(Provided information)

§

//! Visibility, lighting and memory behavioural tests
//!
//! Line of sight, the view and light passes, room lighting and what the
//! player remembers, on hand-built rooms and on generated levels.

use std::sync::Arc;

use dv_core::dungeon::{distance, Chunk, FeatureTable, Loc, Rect, SquareFlags};
use dv_core::events::EventQueue;
use dv_core::generate::util::{fill_rectangle, generate_room};
use dv_core::generate::{generate_level, BasicPopulator, GenData, LevelRequest};
use dv_core::player::Player;
use dv_core::vision::{light_room, los, update_view};
use dv_core::world::{GenConfig, WorldState};
use dv_core::GameRng;
use proptest::prelude::*;

fn terrain() -> Arc<FeatureTable> {
    Arc::new(FeatureTable::builtin().unwrap())
}

/// Granite chunk with a walled floor rectangle; no grid glows
fn walled_room(h: i32, w: i32) -> Chunk {
    let mut c = Chunk::new(h, w, terrain());
    let (floor, granite) = (c.feats().floor, c.feats().granite);
    fill_rectangle(&mut c, Rect::new(0, 0, h - 1, w - 1), granite, SquareFlags::empty());
    fill_rectangle(&mut c, Rect::new(1, 1, h - 2, w - 2), floor, SquareFlags::empty());
    c
}

/// Chunk of floor and granite scattered from a seed
fn scattered(seed: u64, h: i32, w: i32, walls: i32) -> Chunk {
    let mut c = Chunk::new(h, w, terrain());
    let (floor, granite) = (c.feats().floor, c.feats().granite);
    let mut rng = GameRng::new(seed);
    for g in c.grids().collect::<Vec<_>>() {
        let feat = if rng.randint0(100) < walls { granite } else { floor };
        c.set_feat(g, feat);
    }
    c
}

fn player_at(grid: Loc, light: i32) -> Player {
    let mut p = Player::new();
    p.grid = Some(grid);
    p.cur_light = light;
    p
}

fn generated_world(seed: u64, depth: i32) -> WorldState {
    let data = GenData::builtin().unwrap();
    let config = GenConfig::default();
    let mut rng = GameRng::new(seed);
    let mut pop = BasicPopulator::builtin(config.max_depth).unwrap();
    let mut player = Player::new();
    player.set_depth(depth);
    let level = generate_level(&data, &config, &mut rng, &mut pop, &mut player, &LevelRequest::default()).unwrap();
    WorldState::from_generated(level, player, config)
}

// ============================================================================
// Line of sight and distance
// ============================================================================

#[test]
fn test_distance_values() {
    assert_eq!(distance(Loc::new(0, 0), Loc::new(0, 5)), 5);
    assert_eq!(distance(Loc::new(0, 0), Loc::new(5, 5)), 7);
    assert_eq!(distance(Loc::new(0, 0), Loc::new(3, 0)), 3);
    assert_eq!(distance(Loc::new(2, 9), Loc::new(2, 9)), 0);
}

#[test]
fn test_los_blocked_by_a_pillar() {
    let mut c = walled_room(11, 11);
    let granite = c.feats().granite;
    c.set_feat(Loc::new(5, 5), granite);
    assert!(!los(&c, Loc::new(5, 2), Loc::new(5, 8)));
    assert!(!los(&c, Loc::new(2, 5), Loc::new(8, 5)));
    assert!(los(&c, Loc::new(2, 2), Loc::new(2, 8)));
    // The pillar itself is visible
    assert!(los(&c, Loc::new(5, 2), Loc::new(5, 5)));
}

proptest! {
    #[test]
    fn prop_los_is_symmetric(
        seed in any::<u64>(),
        walls in 0i32..50,
        y1 in 0i32..16, x1 in 0i32..16,
        y2 in 0i32..16, x2 in 0i32..16,
    ) {
        let c = scattered(seed, 16, 16, walls);
        let (a, b) = (Loc::new(y1, x1), Loc::new(y2, x2));
        let dy = (y2 - y1).abs();
        let dx = (x2 - x1).abs();
        prop_assume!(!((dy == 1 && dx == 2) || (dy == 2 && dx == 1)));
        prop_assert_eq!(los(&c, a, b), los(&c, b, a));
    }

    #[test]
    fn prop_los_reflexive_and_adjacent(
        seed in any::<u64>(),
        y in 0i32..16, x in 0i32..16,
        dy in -1i32..=1, dx in -1i32..=1,
    ) {
        let c = scattered(seed, 16, 16, 60);
        let a = Loc::new(y, x);
        prop_assert!(los(&c, a, a));
        let b = a.offset(dy, dx);
        prop_assume!(c.in_bounds(b));
        prop_assert!(los(&c, a, b));
    }

    #[test]
    fn prop_seen_implies_view(
        seed in any::<u64>(),
        walls in 0i32..40,
        y in 1i32..19, x in 1i32..29,
        light in 0i32..4,
    ) {
        let mut c = scattered(seed, 20, 30, walls);
        let floor = c.feats().floor;
        let pgrid = Loc::new(y, x);
        c.set_feat(pgrid, floor);
        c.info_on(Loc::new(y, 0), SquareFlags::GLOW);
        let mut known = c.new_known();
        let mut events = EventQueue::new();
        let config = GenConfig::default();
        update_view(&mut c, &mut known, &player_at(pgrid, light), &config, &mut events);
        for g in c.grids() {
            if c.is_seen(g) {
                prop_assert!(c.is_view(g), "{:?} seen but not in view", g);
            }
            if c.is_view(g) {
                prop_assert!(distance(pgrid, g) <= config.max_sight);
            }
        }
    }
}

// ============================================================================
// A dark room with no light
// ============================================================================

#[test]
fn test_dark_room_without_light() {
    let mut c = walled_room(15, 15);
    let granite = c.feats().granite;
    for pillar in [Loc::new(5, 5), Loc::new(7, 10), Loc::new(10, 4)] {
        c.set_feat(pillar, granite);
    }
    let pgrid = Loc::new(7, 7);
    let mut known = c.new_known();
    let mut events = EventQueue::new();
    let config = GenConfig::default();
    update_view(&mut c, &mut known, &player_at(pgrid, 0), &config, &mut events);

    for g in c.grids() {
        assert!(!c.is_seen(g), "{g:?} seen in the dark");
        if c.is_wall(g) {
            continue;
        }
        let expected = los(&c, pgrid, g) && distance(pgrid, g) <= config.max_sight;
        assert_eq!(c.is_view(g), expected, "{g:?}");
    }
    // Behind the pillar at (5, 5), seen from (7, 7)
    assert!(!c.is_view(Loc::new(3, 3)));
    // Nothing was seen, so nothing is remembered
    assert!(c.grids().all(|g| !c.is_mark(g)));
}

// ============================================================================
// Lighting and darkening a room
// ============================================================================

#[test]
fn test_light_room_then_darken() {
    // Two rooms sharing the wall at x = 9
    let mut c = Chunk::new(13, 17, terrain());
    let (floor, granite, less) = (c.feats().floor, c.feats().granite, c.feats().less);
    fill_rectangle(&mut c, Rect::new(0, 0, 12, 16), granite, SquareFlags::empty());
    let west = Rect::new(3, 3, 9, 9);
    let east = Rect::new(3, 9, 9, 15);
    for r in [west, east] {
        generate_room(&mut c, r, false);
        fill_rectangle(&mut c, Rect::new(r.y1 + 1, r.x1 + 1, r.y2 - 1, r.x2 - 1), floor, SquareFlags::empty());
    }
    let stairs = Loc::new(6, 6);
    c.set_feat(stairs, less);

    let player = player_at(Loc::new(5, 5), 1);
    let config = GenConfig::default();
    let mut known = c.new_known();
    let mut events = EventQueue::new();
    let mut rng = GameRng::new(3);

    light_room(&mut c, &mut known, &player, Loc::new(5, 5), true, &mut rng, &mut events);
    for g in west.grids() {
        assert!(c.is_glow(g), "{g:?} left dark");
    }
    for g in Rect::new(4, 10, 8, 14).grids() {
        assert!(!c.is_glow(g), "{g:?} lit through the wall");
    }
    assert!(c.grids().filter(|&g| !west.contains(g)).all(|g| !c.is_glow(g)));

    update_view(&mut c, &mut known, &player, &config, &mut events);
    assert!(west.grids().all(|g| c.is_mark(g)));
    assert_eq!(known.feat(stairs), less);

    light_room(&mut c, &mut known, &player, Loc::new(5, 5), false, &mut rng, &mut events);
    for g in west.grids() {
        assert!(!c.is_glow(g));
        if c.is_floor(g) {
            assert!(!c.is_mark(g), "{g:?} still remembered");
            assert_eq!(known.feat(g), known.feats().none);
        } else {
            assert!(c.is_mark(g), "{g:?} forgotten");
        }
    }
    assert!(c.is_mark(stairs));
}

// ============================================================================
// Memory on generated levels
// ============================================================================

#[test]
fn test_marks_survive_walking_around() {
    let mut w = generated_world(17, 6);
    let mut rng = GameRng::new(17);
    let mut marked: Vec<Loc> = w.chunk.grids().filter(|&g| w.chunk.is_mark(g)).collect();

    for _ in 0..10 {
        let open: Vec<Loc> = w.chunk.grids().filter(|&g| w.chunk.is_empty(g)).collect();
        let Some(&to) = rng.choose(&open) else {
            break;
        };
        w.move_player(to).unwrap();
        for &g in &marked {
            assert!(w.chunk.is_mark(g), "{g:?} forgotten after moving to {to:?}");
        }
        for g in w.chunk.grids() {
            if w.chunk.is_seen(g) {
                assert!(w.chunk.is_view(g));
                assert_eq!(w.known.feat(g), w.chunk.feat(g));
            }
        }
        marked = w.chunk.grids().filter(|&g| w.chunk.is_mark(g)).collect();
    }
}

#[test]
fn test_wiz_light_reveals_and_wiz_dark_forgets() {
    let mut w = generated_world(23, 3);
    w.wiz_light(false);
    let player = w.player.grid.unwrap();
    assert!(w.chunk.grids().filter(|&g| w.chunk.is_floor(g)).count() > 0);
    assert!(w.chunk.grids().any(|g| g != player && w.chunk.is_mark(g)));
    w.wiz_dark();
    let remembered = w.chunk.grids().filter(|&g| w.chunk.is_mark(g) && !w.chunk.is_seen(g)).count();
    assert_eq!(remembered, 0);
}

§

(Task to complete) Please transcribe the data above without changes, from its first line to its "use dv_core::events::EventQueue;" line, and leave out anything past that.

(Exercise answer)
//! Visibility, lighting and memory behavioural tests
//!
//! Line of sight, the view and light passes, room lighting and what the
//! player remembers, on hand-built rooms and on generated levels.

use std::sync::Arc;

use dv_core::dungeon::{distance, Chunk, FeatureTable, Loc, Rect, SquareFlags};
use dv_core::events::EventQueue;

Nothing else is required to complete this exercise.